ACTION ITEM:
Which lines of the data below contain "clone"? Please show them all.

SOURCE INFORMATION:
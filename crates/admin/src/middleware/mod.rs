//! HTTP middleware stack for admin.
//!
//! # Middleware Order (outermost first)
//!
//! 1. Sentry layers (capture errors, transactions)
//! 2. `TraceLayer` (request tracing)
//! 3. Request ID
//! 4. Security headers
//! 5. Admin gate

pub mod gate;
pub mod request_id;
pub mod security_headers;

pub use gate::{ADMIN_COOKIE, admin_cookie, admin_gate, removal_cookie};
pub use request_id::request_id_middleware;
pub use security_headers::security_headers_middleware;
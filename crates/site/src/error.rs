//! Unified error handling with Sentry integration.
//!
//! Provides a unified `AppError` type that captures errors to Sentry before
//! responding to the client. All route handlers should return `Result<T, AppError>`.

use axum::{
    Json,
    http::StatusCode,
    response::{IntoResponse, Response},
};
use thiserror::Error;

use crate::db::RepositoryError;
use crate::services::identity::IdentityError;

/// Application-level error type for the site.
#[derive(Debug, Error)]
pub enum AppError {
    /// Database operation failed.
    #[error("Database error: {0}")]
    Database(#[from] RepositoryError),

    /// Identity provider call failed.
    #[error("Identity provider error: {0}")]
    Identity(#[from] IdentityError),

    /// A setting needed for this request is missing.
    #[error("Configuration error: {0}")]
    Config(String),

    /// Bad request from client; the message is shown to the caller.
    #[error("Bad request: {0}")]
    BadRequest(String),

    /// Rendering a template failed.
    #[error("Template error: {0}")]
    Template(#[from] askama::Error),

    #[error("Not found")]
    NotFound,
}

impl AppError {
    const fn status(&self) -> StatusCode {
        match self {
            Self::Database(_) | Self::Config(_) | Self::Template(_) => {
                StatusCode::INTERNAL_SERVER_ERROR
            }
            Self::Identity(_) => StatusCode::BAD_GATEWAY,
            Self::BadRequest(_) => StatusCode::BAD_REQUEST,
            Self::NotFound => StatusCode::NOT_FOUND,
        }
    }

    /// Message safe to show to the caller.
    fn public_message(&self) -> String {
        match self {
            Self::Database(_) | Self::Template(_) => "Internal server error".to_string(),
            Self::Config(what) => what.clone(),
            Self::Identity(_) => "Authentication service error".to_string(),
            Self::BadRequest(msg) => msg.clone(),
            Self::NotFound => "Not found".to_string(),
        }
    }

    fn capture(&self) {
        if self.status().is_server_error() {
            let event_id = sentry::capture_error(self);
            tracing::error!(
                error = %self,
                sentry_event_id = %event_id,
                "Request error"
            );
        }
    }

    /// JSON body `{"error": "..."}` for API routes.
    pub fn into_json_response(self) -> Response {
        self.capture();
        let status = self.status();
        (
            status,
            Json(serde_json::json!({ "error": self.public_message() })),
        )
            .into_response()
    }
}

impl IntoResponse for AppError {
    fn into_response(self) -> Response {
        self.capture();
        (self.status(), self.public_message()).into_response()
    }
}

/// Result type alias for `AppError`.
pub type Result<T> = std::result::Result<T, AppError>;

/// Set the Sentry user context for the signed-in therapist.
pub fn set_sentry_user(user_id: &impl ToString) {
    sentry::configure_scope(|scope| {
        scope.set_user(Some(sentry::User {
            id: Some(user_id.to_string()),
            ..Default::default()
        }));
    });
}
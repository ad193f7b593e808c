//! Preview of the caller's public profile card.

use askama::Template;
use askama_web::WebTemplate;
use axum::extract::State;
use tracing::instrument;

use super::own_profile;
use crate::error::AppError;
use crate::filters;
use crate::middleware::RequirePro;
use crate::models::TherapistProfile;
use crate::state::AppState;

#[derive(Template, WebTemplate)]
#[template(path = "pro/preview.html")]
pub struct PreviewTemplate {
    pub current_path: &'static str,
    pub profile: TherapistProfile,
    pub fees: Option<String>,
    pub location: Option<String>,
}

/// `Lleida, España`, or whichever part is known.
fn location(profile: &TherapistProfile) -> Option<String> {
    let parts: Vec<&str> = [profile.city.as_deref(), profile.country.as_deref()]
        .into_iter()
        .flatten()
        .filter(|p| !p.trim().is_empty())
        .collect();
    (!parts.is_empty()).then(|| parts.join(", "))
}

/// GET /pro/preview
#[instrument(skip_all)]
pub async fn page(
    RequirePro(caller): RequirePro,
    State(state): State<AppState>,
) -> Result<PreviewTemplate, AppError> {
    let profile = own_profile(&state, &caller.identity).await?;
    Ok(PreviewTemplate {
        current_path: "/pro/preview",
        fees: profile.fees.display(),
        location: location(&profile),
        profile,
    })
}
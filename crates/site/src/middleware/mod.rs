//! HTTP middleware stack for the site.
//!
//! # Middleware Order (outermost first)
//!
//! 1. Sentry layers (capture errors, transactions)
//! 2. `TraceLayer` (request tracing)
//! 3. Request ID
//! 4. Security headers
//! 5. `/pro` access gate (nested router only)
//! 6. Rate limiting (login and intake `POST` only)

pub mod auth;
pub mod gate;
pub mod rate_limit;
pub mod request_id;
pub mod security_headers;
pub mod session;

pub use auth::RequirePro;
pub use gate::pro_gate;
pub use rate_limit::{intake_rate_limiter, login_rate_limiter};
pub use request_id::request_id_middleware;
pub use security_headers::security_headers_middleware;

YOUR RESPONSE:
            Self::Config(what) => what.clone(),
            Self::BadRequest(msg) => msg.clone(),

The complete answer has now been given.